Cuevas de Altamira, pinturas de hace 14.500 años

La reducción de oxígeno por el uso de antorchas en espacios estrechos en las cuevas desencadenó probablemente hipoxia

El evocador arte del Paleolítico superior (que data aproximadamente del 44.000 al 12.000 a. C.) que se encuentra en las cuevas de Francia y España ha intrigado durante mucho tiempo a los investigadores científicos y de la historia del arte. Pero una faceta ha dejado perplejos a muchos estudiosos: ¿Por qué se encuentran tantas de estas pinturas en pasillos o pasillos remotos, estrechos y de difícil acceso por los que no se puede navegar sin luz artificial?

Un equipo de investigadores israelíes sugiere la respuesta: las antorchas utilizadas por los artistas en espacios tan cerrados provocaron hipoxia, un estado resultante de una concentración reducida de oxígeno que puede estimular sueños y alucinaciones, señala The Art NewspaperAl buscar estos espacios reducidos, sugieren los científicos, los artistas tenían como objetivo lograr un estado alterado de conciencia que los pusiera en contacto con el cosmos e inspirara su imaginación.

En la revista Time and Mind, una publicación arqueológica que explora la conciencia y la cultura, los tres investigadores —Yafit Kedar, Gil Kedar y Ran Barkai — señalan que la concentración natural de oxígeno en la atmósfera es del 21%. Usando un simulador de dinámica de incendios desarrollado por el Instituto Nacional de Estándares y Tecnología de EE.UU., Los científicos proyectaron las concentraciones potenciales de oxígeno en una variedad de espacios cerrados con un flujo de aire notablemente menor cuando se usaban antorchas.

El fuego generado por antorchas en espacios reducidos crea una columna caliente que llega al techo, creando dos corrientes de gas que fluyen en direcciones opuestas a lo largo del techo y cerca del piso, escriben. La capa inferior fluye dentro de la cueva y crea la mayor concentración de oxígeno, mientras que la capa superior se dirige hacia la boca de la cueva.

Respaldando los hallazgos de investigadores anteriores, encontraron que los niveles de oxígeno en pasajes estrechos o en pasillos con un solo pasaje disminuyeron en poco tiempo a menos del 18%, lo que se sabe que induce hipoxia en humanos. Los científicos señalan que, que afectan los tejidos nerviosos, incluidos los de la corteza frontal y el hemisferio derecho del cerebro, las personas experimentan un aumento de la dopamina asociado con los sueños y las alucinaciones, como la sensación de volar o flotar.

Ese nivel de oxígeno contrasta con concentraciones más altas de oxígeno en cámaras más grandes cerca de la abertura sobre el suelo de una cueva, donde los humanos realizaban la mayoría de sus actividades diarias, señalan. El arte también se puede encontrar allí, y las experiencias extracorporales en esos lugares no pueden descartarse, dicen. Pero sentían más curiosidad por los espacios de difícil acceso.

Al inspeccionar las condiciones en varios sitios de cuevas desde Rouffignac en la región francesa de Dordoña hasta Altamira en Cantabria en el norte de España (imagen principal), los investigadores notaron que parte del arte prehistórico se encuentra tan adentro de la cueva como la gente podía llegar, arrastrándose por pasajes muy estrechos, subiendo escalones, atravesando salientes traicioneros y descendiendo por pozos. Las imágenes van desde pinturas hasta grabados, a menudo de animales como bisontes, mamuts o rinocerontes, así como plantillas de manos.

La profundidad de las cuevas junto al fuego de antorchas hace pensar a los investigadores en ese fenómeno de hipoxia.

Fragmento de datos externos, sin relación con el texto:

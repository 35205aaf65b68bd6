use {
    super::messages::SubmissionToken,
    crate::{
        config::DF,
        data::ForecastError,
        models::{ForecastOutcome, ForecastResponse},
    },
};

/// Phase of the most recent forecast submission.
#[derive(Debug, Clone, PartialEq, Default)]
pub enum LifecycleState {
    #[default]
    Idle,
    Loading,
    Success(ForecastOutcome),
    Error(String),
}

impl LifecycleState {
    pub fn is_loading(&self) -> bool {
        matches!(self, Self::Loading)
    }

    pub fn outcome(&self) -> Option<&ForecastOutcome> {
        match self {
            Self::Success(outcome) => Some(outcome),
            _ => None,
        }
    }

    pub fn error(&self) -> Option<&str> {
        match self {
            Self::Error(msg) => Some(msg),
            _ => None,
        }
    }
}

/// What happened to a resolution handed to [`ForecastLifecycle::resolve`].
#[derive(Debug, Clone, Copy, PartialEq, Eq)]
pub enum ResolveOutcome {
    Applied,
    /// A newer submission was started after this one, so it was dropped.
    Stale,
}

/// Owns the lifecycle state and the submission counter.
///
/// Only the latest submission may move the state out of `Loading`; earlier
/// ones still run to completion at the transport level but their results are
/// discarded.
#[derive(Debug, Default)]
pub struct ForecastLifecycle {
    state: LifecycleState,
    issued: u64,
    pending: Option<SubmissionToken>,
    settled: Option<SubmissionToken>,
}

impl ForecastLifecycle {
    pub fn new() -> Self {
        Self::default()
    }

    pub fn state(&self) -> &LifecycleState {
        &self.state
    }

    pub fn is_loading(&self) -> bool {
        self.state.is_loading()
    }

    /// Token of the submission the state is currently waiting on, if any.
    pub fn pending(&self) -> Option<SubmissionToken> {
        self.pending
    }

    /// Token of the submission that produced the current `Success`/`Error`.
    pub fn settled(&self) -> Option<SubmissionToken> {
        match self.state {
            LifecycleState::Success(_) | LifecycleState::Error(_) => self.settled,
            LifecycleState::Idle | LifecycleState::Loading => None,
        }
    }

    /// Start a new submission: clears any previous result and enters `Loading`.
    pub fn begin(&mut self) -> SubmissionToken {
        self.issued += 1;
        let token = SubmissionToken(self.issued);
        if let Some(prev) = self.pending.replace(token) {
            if DF.log_submissions {
                log::info!("Submission {} superseded by {}", prev, token);
            }
        }
        self.state = LifecycleState::Loading;
        token
    }

    pub fn resolve(
        &mut self,
        token: SubmissionToken,
        result: Result<ForecastResponse, ForecastError>,
    ) -> ResolveOutcome {
        if self.pending != Some(token) {
            if DF.log_stale_discards {
                log::debug!(
                    "Discarding stale resolution {} (waiting on {:?})",
                    token,
                    self.pending
                );
            }
            return ResolveOutcome::Stale;
        }

        self.pending = None;
        self.settled = Some(token);
        self.state = match result.and_then(|response| {
            ForecastOutcome::from_response(response)
                .map_err(|e| ForecastError::Malformed(e.to_string()))
        }) {
            Ok(outcome) => LifecycleState::Success(outcome),
            Err(err) => {
                log::warn!("Forecast {} failed: {}", token, err);
                LifecycleState::Error(err.to_string())
            }
        };
        ResolveOutcome::Applied
    }
}

#[cfg(test)]
mod tests {
    use super::*;

    fn response(dates: &[&str], median: f64) -> ForecastResponse {
        ForecastResponse {
            dates: dates.iter().map(|d| d.to_string()).collect(),
            predictions: dates
                .iter()
                .map(|_| vec![vec![median - 1.0], vec![median], vec![median + 1.0]])
                .collect(),
        }
    }

    #[test]
    fn starts_idle() {
        let lc = ForecastLifecycle::new();
        assert_eq!(lc.state(), &LifecycleState::Idle);
        assert_eq!(lc.pending(), None);
    }

    #[test]
    fn begin_enters_loading_and_clears_previous_error() {
        let mut lc = ForecastLifecycle::new();
        let t1 = lc.begin();
        lc.resolve(t1, Err(ForecastError::Transport("boom".into())));
        assert_eq!(lc.state().error(), Some("Network error: boom"));

        let t2 = lc.begin();
        assert!(t2 > t1);
        assert!(lc.is_loading());
        assert_eq!(lc.state().error(), None);
    }

    #[test]
    fn success_projects_response() {
        let mut lc = ForecastLifecycle::new();
        let t = lc.begin();
        let outcome = lc.resolve(t, Ok(response(&["2024-01-01", "2024-01-02"], 12.0)));
        assert_eq!(outcome, ResolveOutcome::Applied);
        let success = lc.state().outcome().unwrap();
        assert_eq!(success.series.median, vec![12.0, 12.0]);
        assert_eq!(success.dates().len(), 2);
        assert_eq!(lc.pending(), None);
        assert_eq!(lc.settled(), Some(t));

        lc.begin();
        assert_eq!(lc.settled(), None);
    }

    #[test]
    fn malformed_shape_becomes_error_not_panic() {
        let mut lc = ForecastLifecycle::new();
        let t = lc.begin();
        let mut bad = response(&["2024-01-01"], 5.0);
        bad.predictions[0].truncate(1);
        lc.resolve(t, Ok(bad));
        let msg = lc.state().error().unwrap();
        assert!(msg.starts_with("Malformed forecast response:"), "{msg}");
    }

    #[test]
    fn stale_resolution_never_overwrites_newer_submission() {
        let mut lc = ForecastLifecycle::new();
        let old = lc.begin();
        let new = lc.begin();

        assert_eq!(
            lc.resolve(new, Ok(response(&["2024-02-01"], 100.0))),
            ResolveOutcome::Applied
        );
        assert_eq!(
            lc.resolve(old, Err(ForecastError::Transport("late".into()))),
            ResolveOutcome::Stale
        );
        assert_eq!(lc.state().outcome().unwrap().series.median, vec![100.0]);
    }

    #[test]
    fn stale_resolution_while_newer_is_loading_is_ignored() {
        let mut lc = ForecastLifecycle::new();
        let old = lc.begin();
        let new = lc.begin();

        assert_eq!(
            lc.resolve(old, Ok(response(&["2024-02-01"], 1.0))),
            ResolveOutcome::Stale
        );
        assert!(lc.is_loading());
        assert_eq!(lc.pending(), Some(new));
    }

    #[test]
    fn duplicate_resolution_is_stale() {
        let mut lc = ForecastLifecycle::new();
        let t = lc.begin();
        lc.resolve(t, Ok(response(&["2024-01-01"], 1.0)));
        assert_eq!(
            lc.resolve(t, Err(ForecastError::Transport("again".into()))),
            ResolveOutcome::Stale
        );
        assert!(lc.state().outcome().is_some());
    }
}
use {
    crate::models::{MalformedResponseError, QuantileSeries, project},
    serde::{Deserialize, Serialize},
};

/// Body of a successful `/predict` call, as decoded off the wire.
///
/// `predictions[day][quantile][0]` is the value for `day` at quantile 0
/// (10th), 1 (median) or 2 (90th percentile). The shape is only checked by
/// [`project`]; nothing downstream indexes into `predictions` directly.
#[derive(Debug, Clone, PartialEq, Serialize, Deserialize)]
pub struct ForecastResponse {
    pub dates: Vec<String>,
    pub predictions: Vec<Vec<Vec<f64>>>,
}

impl ForecastResponse {
    pub fn len(&self) -> usize {
        self.dates.len()
    }

    pub fn is_empty(&self) -> bool {
        self.dates.is_empty()
    }
}

/// A response that passed the structural check, paired with its projection.
/// This is what the table and chart render from.
#[derive(Debug, Clone, PartialEq)]
pub struct ForecastOutcome {
    pub response: ForecastResponse,
    pub series: QuantileSeries,
}

impl ForecastOutcome {
    pub fn from_response(response: ForecastResponse) -> Result<Self, MalformedResponseError> {
        let series = project(&response)?;
        Ok(Self { response, series })
    }

    pub fn dates(&self) -> &[String] {
        &self.response.dates
    }
}

impl TryFrom<ForecastResponse> for ForecastOutcome {
    type Error = MalformedResponseError;

    fn try_from(response: ForecastResponse) -> Result<Self, Self::Error> {
        Self::from_response(response)
    }
}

Fotografía: iStock.

“Al interpretar el uso de cuevas profundas en el período Paleolítico superior, debemos considerar cómo esos primeros humanos pudieron haber concebido huecos subterráneos en el suelo o dentro de montañas como parte de su cosmología mundial”, añaden los científicos, citando estudios antropológicos. «Sostenemos que entrar en estas profundas y oscuras cuevas fue una elección consciente, motivada por la comprensión de la naturaleza transformadora de un espacio subterráneo sin oxígeno».

Las implicaciones antropológicas y culturales son tentadoras. Algunos investigadores han sugerido que las imágenes del arte rupestre europeo prehistórico están relacionadas con los chamanes, que entran en un estado de trance para interactuar con un mundo espiritual con fines curativos, de caza y otros fines, sostienen.